In this post I write about something deeply personal that happened to me and my family recently. Most of it is behind a paywall because it feels safer to write about it there. I write about grief, I write about finding beauty in the shards of this loss. Having read the excerpt below, if you feel you would like to read on, but are not currently a paid subscriber, please do reach out and I will arrange access for you.
The kids went back to school yesterday. The late summer light danced about on their clothes as I waved them off, new school bags proudly strapped onto their backs, pencil cases organised, new lunch boxes full. This morning is the first time I’ve been alone for any period of time in weeks, maybe months. At times I thought I would lose my mind this sunmer, it all felt so intense, but now they are gone back, I regret we did not have more time…it is always this way with mothering, isn’t it? This push and pull.
It is 11:43am, and I’ve finally started writing this post. I’ve needed to pad my way towards it, make the beds, put on a wash, reply to some messages, read some other people’s words. Get up, make a coffee, hang up the wash, put another on. I used to feel this was time wasting – these short hours are so precious, stop faffing about! – but I’ve learnt that this is my way of sidling up to the words, particularly after some time away, particularly when the words are going to be hard to pen. My pottering about is a limbering up, it is an opening up, it is a formal courting dance with the page.
August was planned as a languorous, loose-limbed time. Head down for July, juggle, bumble, make it through and then spread-eagle ourselves for August, let all but the most pressing of duties fall away.

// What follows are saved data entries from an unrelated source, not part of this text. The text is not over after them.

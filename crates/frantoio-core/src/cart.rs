//! # Cart Module
//!
//! Pure cart math: merging lines, quantity updates, subtotal and
//! shipping-weight totals.
//!
//! The cart itself lives in the storefront (localStorage); the backend
//! receives it as the checkout payload and re-prices every line against
//! the catalog before creating the order. This module is that shared
//! arithmetic.

use serde::{Deserialize, Serialize};
use ts_rs::TS;

use crate::error::{CoreError, CoreResult};
use crate::money::Money;
use crate::{MAX_CART_ITEMS, MAX_ITEM_QUANTITY};

// =============================================================================
// Cart Item
// =============================================================================

/// A single cart line, carrying the product snapshot needed for pricing.
#[derive(Debug, Clone, Serialize, Deserialize, TS)]
#[ts(export)]
pub struct CartItem {
    pub product_id: String,
    pub name: String,
    /// Gross unit price in euro cents.
    pub unit_price_cents: i64,
    /// Shipping weight per unit, in grams.
    pub weight_grams: i64,
    pub quantity: i64,
}

impl CartItem {
    /// Gross line total.
    #[inline]
    pub fn line_total(&self) -> Money {
        Money::from_cents(self.unit_price_cents).multiply_quantity(self.quantity)
    }

    /// Total shipping weight of the line.
    #[inline]
    pub const fn line_weight_grams(&self) -> i64 {
        self.weight_grams * self.quantity
    }
}

// =============================================================================
// Cart
// =============================================================================

/// An in-memory cart.
#[derive(Debug, Clone, Default, Serialize, Deserialize, TS)]
#[ts(export)]
pub struct Cart {
    items: Vec<CartItem>,
}

impl Cart {
    /// Creates an empty cart.
    pub fn new() -> Self {
        Cart { items: Vec::new() }
    }

    /// Returns the cart lines.
    pub fn items(&self) -> &[CartItem] {
        &self.items
    }

    /// Number of distinct lines.
    pub fn line_count(&self) -> usize {
        self.items.len()
    }

    /// Checks whether the cart has no lines.
    pub fn is_empty(&self) -> bool {
        self.items.is_empty()
    }

    /// Adds an item, merging with an existing line for the same product.
    ///
    /// ## Errors
    /// - `CartTooLarge` when adding a new line past [`MAX_CART_ITEMS`]
    /// - `QuantityTooLarge` when the merged quantity exceeds
    ///   [`MAX_ITEM_QUANTITY`]
    pub fn add_item(&mut self, item: CartItem) -> CoreResult<()> {
        if let Some(existing) = self
            .items
            .iter_mut()
            .find(|i| i.product_id == item.product_id)
        {
            let merged = existing.quantity + item.quantity;
            if merged > MAX_ITEM_QUANTITY {
                return Err(CoreError::QuantityTooLarge {
                    requested: merged,
                    max: MAX_ITEM_QUANTITY,
                });
            }
            existing.quantity = merged;
            return Ok(());
        }

        if self.items.len() >= MAX_CART_ITEMS {
            return Err(CoreError::CartTooLarge {
                max: MAX_CART_ITEMS,
            });
        }
        if item.quantity > MAX_ITEM_QUANTITY {
            return Err(CoreError::QuantityTooLarge {
                requested: item.quantity,
                max: MAX_ITEM_QUANTITY,
            });
        }

        self.items.push(item);
        Ok(())
    }

    /// Sets the quantity of a line; zero removes it.
    pub fn update_quantity(&mut self, product_id: &str, quantity: i64) -> CoreResult<()> {
        if quantity > MAX_ITEM_QUANTITY {
            return Err(CoreError::QuantityTooLarge {
                requested: quantity,
                max: MAX_ITEM_QUANTITY,
            });
        }

        let pos = self
            .items
            .iter()
            .position(|i| i.product_id == product_id)
            .ok_or_else(|| CoreError::CartItemNotFound(product_id.to_string()))?;

        if quantity == 0 {
            self.items.remove(pos);
        } else {
            self.items[pos].quantity = quantity;
        }
        Ok(())
    }

    /// Removes a line.
    pub fn remove_item(&mut self, product_id: &str) -> CoreResult<()> {
        let before = self.items.len();
        self.items.retain(|i| i.product_id != product_id);
        if self.items.len() == before {
            return Err(CoreError::CartItemNotFound(product_id.to_string()));
        }
        Ok(())
    }

    /// Empties the cart.
    pub fn clear(&mut self) {
        self.items.clear();
    }

    /// Gross subtotal across all lines.
    pub fn subtotal(&self) -> Money {
        self.items
            .iter()
            .fold(Money::zero(), |acc, i| acc + i.line_total())
    }

    /// Total shipping weight across all lines, in grams.
    pub fn total_weight_grams(&self) -> i64 {
        self.items.iter().map(CartItem::line_weight_grams).sum()
    }
}

// =============================================================================
// Unit Tests
// =============================================================================

#[cfg(test)]
mod tests {
    use super::*;

    fn bottle(id: &str, price: i64, weight: i64, qty: i64) -> CartItem {
        CartItem {
            product_id: id.to_string(),
            name: format!("Product {id}"),
            unit_price_cents: price,
            weight_grams: weight,
            quantity: qty,
        }
    }

    #[test]
    fn test_add_merges_same_product() {
        let mut cart = Cart::new();
        cart.add_item(bottle("p1", 1850, 900, 2)).unwrap();
        cart.add_item(bottle("p1", 1850, 900, 1)).unwrap();

        assert_eq!(cart.line_count(), 1);
        assert_eq!(cart.items()[0].quantity, 3);
        assert_eq!(cart.subtotal().cents(), 5550);
    }

    #[test]
    fn test_totals() {
        let mut cart = Cart::new();
        cart.add_item(bottle("p1", 1850, 900, 2)).unwrap();
        cart.add_item(bottle("p2", 4900, 2600, 1)).unwrap();

        assert_eq!(cart.subtotal().cents(), 1850 * 2 + 4900);
        assert_eq!(cart.total_weight_grams(), 900 * 2 + 2600);
    }

    #[test]
    fn test_update_quantity() {
        let mut cart = Cart::new();
        cart.add_item(bottle("p1", 1850, 900, 2)).unwrap();

        cart.update_quantity("p1", 5).unwrap();
        assert_eq!(cart.items()[0].quantity, 5);

        // Zero removes the line
        cart.update_quantity("p1", 0).unwrap();
        assert!(cart.is_empty());

        assert!(matches!(
            cart.update_quantity("p1", 1),
            Err(CoreError::CartItemNotFound(_))
        ));
    }

    #[test]
    fn test_remove_item() {
        let mut cart = Cart::new();
        cart.add_item(bottle("p1", 1850, 900, 1)).unwrap();

        cart.remove_item("p1").unwrap();
        assert!(cart.is_empty());
        assert!(cart.remove_item("p1").is_err());
    }

    #[test]
    fn test_quantity_cap() {
        let mut cart = Cart::new();
        assert!(matches!(
            cart.add_item(bottle("p1", 1850, 900, MAX_ITEM_QUANTITY + 1)),
            Err(CoreError::QuantityTooLarge { .. })
        ));

        cart.add_item(bottle("p1", 1850, 900, MAX_ITEM_QUANTITY - 1))
            .unwrap();
        assert!(matches!(
            cart.add_item(bottle("p1", 1850, 900, 2)),
            Err(CoreError::QuantityTooLarge { .. })
        ));
    }

    #[test]
    fn test_line_cap() {
        let mut cart = Cart::new();
        for i in 0..MAX_CART_ITEMS {
            cart.add_item(bottle(&format!("p{i}"), 1000, 500, 1)).unwrap();
        }
        assert!(matches!(
            cart.add_item(bottle("one-too-many", 1000, 500, 1)),
            Err(CoreError::CartTooLarge { .. })
        ));
    }
}
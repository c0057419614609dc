//! # Database Migrations
//!
//! Embedded SQL migrations for Frantoio.
//!
//! ## Adding New Migrations
//!
//! 1. Create a new file in `migrations/sqlite/` with the next sequence number
//! 2. Name format: `NNN_description.sql` (e.g., `003_add_discount_codes.sql`)
//! 3. Write idempotent SQL (use `IF NOT EXISTS` where possible)
//! 4. **NEVER** modify existing migrations - always add new ones

use sqlx::SqlitePool;
use tracing::info;

use crate::error::DbResult;

/// Embedded migrations from the `migrations/sqlite` directory.
///
/// The `sqlx::migrate!()` macro embeds all SQL files from the specified
/// directory into the binary at compile time. No runtime file access needed.
static MIGRATOR: sqlx::migrate::Migrator = sqlx::migrate!("../../migrations/sqlite");

/// Runs all pending database migrations.
///
/// ## Safety
/// - Idempotent: safe to run multiple times
/// - Transactional: each migration runs in a transaction
/// - Ordered: migrations run in filename order (001, 002, ...)
pub async fn run_migrations(pool: &SqlitePool) -> DbResult<()> {
    info!("Checking for pending migrations");

    MIGRATOR.run(pool).await?;

    info!("All migrations applied successfully");
    Ok(())
}

/// Returns information about migrations.
///
/// ## Returns
/// Tuple of (total_migrations, applied_migrations)
pub async fn migration_status(pool: &SqlitePool) -> DbResult<(usize, usize)> {
    let total = MIGRATOR.migrations.len();

    let applied: i64 = sqlx::query_scalar("SELECT COUNT(*) FROM _sqlx_migrations")
        .fetch_one(pool)
        .await
        .unwrap_or(0);

    Ok((total, applied as usize))
}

And then on July 30, a month ago today, all that changed. In a single moment all atoms were rearranged. It is hard to write about what happened, it is only a month ago, it is raw, it is private, it is not just my story to tell. But I will share the edgelands of it here. This newsletter is called beauty & bone and the last few weeks have been just that – my family and I have been touching the marrow of things, grief has brought us to a deep molten core. I have seen, too, the astounding beauty in life, of, in particular, the goodness in people and their hearts. It has, truly, been a time of beauty and of bone.